** Record set **
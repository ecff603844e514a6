//! # Config Command
//!
//! `filsign config` shows, locates or creates `~/.filsign/config.toml`.
//!
//! ```text
//! filsign config               # print the file with secrets redacted
//! filsign config path          # print where the file lives
//! filsign config init [--force]
//! ```
//!
//! Unlike the other commands this one runs without a loaded
//! [`CommandContext`](super::CommandContext), so it works before a seed
//! has been configured.

use std::io::{self, Write};

use filsign_core::config::Config;
use filsign_core::config_loader::ConfigLoader;

use super::CommandError;
use crate::cli::args::ConfigAction;

const REDACTED: &str = "[REDACTED]";

/// `filsign config`.
#[derive(Debug, Clone, Copy)]
pub struct ConfigCommand {
    action: Option<ConfigAction>,
}

impl ConfigCommand {
    /// `None` shows the file.
    #[must_use]
    pub const fn new(action: Option<ConfigAction>) -> Self {
        Self { action }
    }

    /// Runs against the per-user directory and stdout.
    ///
    /// # Errors
    ///
    /// See [`run_with`](Self::run_with).
    pub fn run(&self) -> Result<(), CommandError> {
        let loader = ConfigLoader::new()?;
        self.run_with(&loader, &mut io::stdout().lock())
    }

    /// Runs against `loader`, writing to `out`.
    ///
    /// # Errors
    ///
    /// - [`CommandError::Config`] when showing a missing or malformed file
    /// - [`CommandError::InvalidInput`] when `init` would overwrite without `--force`
    /// - [`CommandError::Io`] on write failures
    pub fn run_with(
        &self,
        loader: &ConfigLoader,
        out: &mut impl Write,
    ) -> Result<(), CommandError> {
        match self.action {
            None => {
                let shown = redact(loader.load_required()?);
                let rendered = toml::to_string_pretty(&shown).map_err(|e| {
                    CommandError::InvalidInput(format!("cannot render config: {e}"))
                })?;
                write!(out, "{rendered}")?;
            }
            Some(ConfigAction::Path) => {
                writeln!(out, "{}", loader.config_path().display())?;
            }
            Some(ConfigAction::Init { force }) => {
                let path = loader.config_path();
                if loader.exists() && !force {
                    return Err(CommandError::InvalidInput(format!(
                        "{} already exists; pass --force to replace it",
                        path.display()
                    )));
                }
                loader.write_default()?;
                tracing::info!(path = %path.display(), "wrote default configuration");
                writeln!(out, "Wrote {}", path.display())?;
                writeln!(out, "Set security.seed (or FILSIGN_SEED) before using the vault.")?;
            }
        }
        Ok(())
    }
}

fn redact(mut config: Config) -> Config {
    for secret in [&mut config.security.seed, &mut config.lotus.token] {
        if !secret.is_empty() {
            *secret = REDACTED.to_string();
        }
    }
    config
}

#[cfg(test)]
mod tests {
    #![allow(clippy::expect_used, clippy::unwrap_used, clippy::panic)]

    use super::*;
    use std::fs;
    use tempfile::TempDir;

    fn run(action: Option<ConfigAction>, loader: &ConfigLoader) -> Result<String, CommandError> {
        let mut out = Vec::new();
        ConfigCommand::new(action).run_with(loader, &mut out)?;
        Ok(String::from_utf8(out).unwrap())
    }

    #[test]
    fn test_path_prints_config_location() {
        let loader = ConfigLoader::with_base_dir("/srv/filsign".into());
        assert_eq!(
            run(Some(ConfigAction::Path), &loader).unwrap(),
            "/srv/filsign/config.toml\n"
        );
    }

    #[test]
    fn test_init_refuses_to_overwrite_without_force() {
        let dir = TempDir::new().unwrap();
        let loader = ConfigLoader::with_base_dir(dir.path().join("fresh"));

        let text = run(Some(ConfigAction::Init { force: false }), &loader).unwrap();
        assert!(text.starts_with("Wrote "));
        assert_eq!(
            fs::read_to_string(loader.config_path()).unwrap(),
            Config::default_toml()
        );

        fs::write(loader.config_path(), "# edited\n").unwrap();
        let err = run(Some(ConfigAction::Init { force: false }), &loader).unwrap_err();
        assert!(matches!(err, CommandError::InvalidInput(_)));
        assert_eq!(
            fs::read_to_string(loader.config_path()).unwrap(),
            "# edited\n"
        );

        run(Some(ConfigAction::Init { force: true }), &loader).unwrap();
        assert_eq!(
            fs::read_to_string(loader.config_path()).unwrap(),
            Config::default_toml()
        );
    }

    #[test]
    fn test_show_redacts_secrets() {
        let dir = TempDir::new().unwrap();
        let loader = ConfigLoader::with_base_dir(dir.path().to_path_buf());
        loader
            .save(
                &Config::builder()
                    .seed("correct horse battery staple")
                    .token("jwt-secret")
                    .build(),
            )
            .unwrap();

        let text = run(None, &loader).unwrap();

        assert!(!text.contains("correct horse"));
        assert!(!text.contains("jwt-secret"));
        assert!(text.contains(REDACTED));
        assert!(text.contains("[lotus]"));
    }

    #[test]
    fn test_show_without_file_fails() {
        let dir = TempDir::new().unwrap();
        let loader = ConfigLoader::with_base_dir(dir.path().to_path_buf());

        let err = run(None, &loader).unwrap_err();
        assert!(matches!(err, CommandError::Config(_)));
    }
}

** To do **
Please make an exact copy of every record, leaving nothing out.

** Answer for this exercise **
repository ecff603844e514a6
//! # Config Command
//!
//! `filsign config` shows, locates or creates `~/.filsign/config.toml`.
//!
//! ```text
//! filsign config               # print the file with secrets redacted
//! filsign config path          # print where the file lives
//! filsign config init [--force]
//! ```
//!
//! Unlike the other commands this one runs without a loaded
//! [`CommandContext`](super::CommandContext), so it works before a seed
//! has been configured.

use std::io::{self, Write};

use filsign_core::config::Config;
use filsign_core::config_loader::ConfigLoader;

use super::CommandError;
use crate::cli::args::ConfigAction;

const REDACTED: &str = "[REDACTED]";

/// `filsign config`.
#[derive(Debug, Clone, Copy)]
pub struct ConfigCommand {
    action: Option<ConfigAction>,
}

impl ConfigCommand {
    /// `None` shows the file.
    #[must_use]
    pub const fn new(action: Option<ConfigAction>) -> Self {
        Self { action }
    }

    /// Runs against the per-user directory and stdout.
    ///
    /// # Errors
    ///
    /// See [`run_with`](Self::run_with).
    pub fn run(&self) -> Result<(), CommandError> {
        let loader = ConfigLoader::new()?;
        self.run_with(&loader, &mut io::stdout().lock())
    }

    /// Runs against `loader`, writing to `out`.
    ///
    /// # Errors
    ///
    /// - [`CommandError::Config`] when showing a missing or malformed file
    /// - [`CommandError::InvalidInput`] when `init` would overwrite without `--force`
    /// - [`CommandError::Io`] on write failures
    pub fn run_with(
        &self,
        loader: &ConfigLoader,
        out: &mut impl Write,
    ) -> Result<(), CommandError> {
        match self.action {
            None => {
                let shown = redact(loader.load_required()?);
                let rendered = toml::to_string_pretty(&shown).map_err(|e| {
                    CommandError::InvalidInput(format!("cannot render config: {e}"))
                })?;
                write!(out, "{rendered}")?;
            }
            Some(ConfigAction::Path) => {
                writeln!(out, "{}", loader.config_path().display())?;
            }
            Some(ConfigAction::Init { force }) => {
                let path = loader.config_path();
                if loader.exists() && !force {
                    return Err(CommandError::InvalidInput(format!(
                        "{} already exists; pass --force to replace it",
                        path.display()
                    )));
                }
                loader.write_default()?;
                tracing::info!(path = %path.display(), "wrote default configuration");
                writeln!(out, "Wrote {}", path.display())?;
                writeln!(out, "Set security.seed (or FILSIGN_SEED) before using the vault.")?;
            }
        }
        Ok(())
    }
}

fn redact(mut config: Config) -> Config {
    for secret in [&mut config.security.seed, &mut config.lotus.token] {
        if !secret.is_empty() {
            *secret = REDACTED.to_string();
        }
    }
    config
}

#[cfg(test)]
mod tests {
    #![allow(clippy::expect_used, clippy::unwrap_used, clippy::panic)]

    use super::*;
    use std::fs;
    use tempfile::TempDir;

    fn run(action: Option<ConfigAction>, loader: &ConfigLoader) -> Result<String, CommandError> {
        let mut out = Vec::new();
        ConfigCommand::new(action).run_with(loader, &mut out)?;
        Ok(String::from_utf8(out).unwrap())
    }

    #[test]
    fn test_path_prints_config_location() {
        let loader = ConfigLoader::with_base_dir("/srv/filsign".into());
        assert_eq!(
            run(Some(ConfigAction::Path), &loader).unwrap(),
            "/srv/filsign/config.toml\n"
        );
    }

    #[test]
    fn test_init_refuses_to_overwrite_without_force() {
        let dir = TempDir::new().unwrap();
        let loader = ConfigLoader::with_base_dir(dir.path().join("fresh"));

        let text = run(Some(ConfigAction::Init { force: false }), &loader).unwrap();
        assert!(text.starts_with("Wrote "));
        assert_eq!(
            fs::read_to_string(loader.config_path()).unwrap(),
            Config::default_toml()
        );

        fs::write(loader.config_path(), "# edited\n").unwrap();
        let err = run(Some(ConfigAction::Init { force: false }), &loader).unwrap_err();
        assert!(matches!(err, CommandError::InvalidInput(_)));
        assert_eq!(
            fs::read_to_string(loader.config_path()).unwrap(),
            "# edited\n"
        );

        run(Some(ConfigAction::Init { force: true }), &loader).unwrap();
        assert_eq!(
            fs::read_to_string(loader.config_path()).unwrap(),
            Config::default_toml()
        );
    }

    #[test]
    fn test_show_redacts_secrets() {
        let dir = TempDir::new().unwrap();
        let loader = ConfigLoader::with_base_dir(dir.path().to_path_buf());
        loader
            .save(
                &Config::builder()
                    .seed("correct horse battery staple")
                    .token("jwt-secret")
                    .build(),
            )
            .unwrap();

        let text = run(None, &loader).unwrap();

        assert!(!text.contains("correct horse"));
        assert!(!text.contains("jwt-secret"));
        assert!(text.contains(REDACTED));
        assert!(text.contains("[lotus]"));
    }

    #[test]
    fn test_show_without_file_fails() {
        let dir = TempDir::new().unwrap();
        let loader = ConfigLoader::with_base_dir(dir.path().to_path_buf());

        let err = run(None, &loader).unwrap_err();
        assert!(matches!(err, CommandError::Config(_)));
    }
}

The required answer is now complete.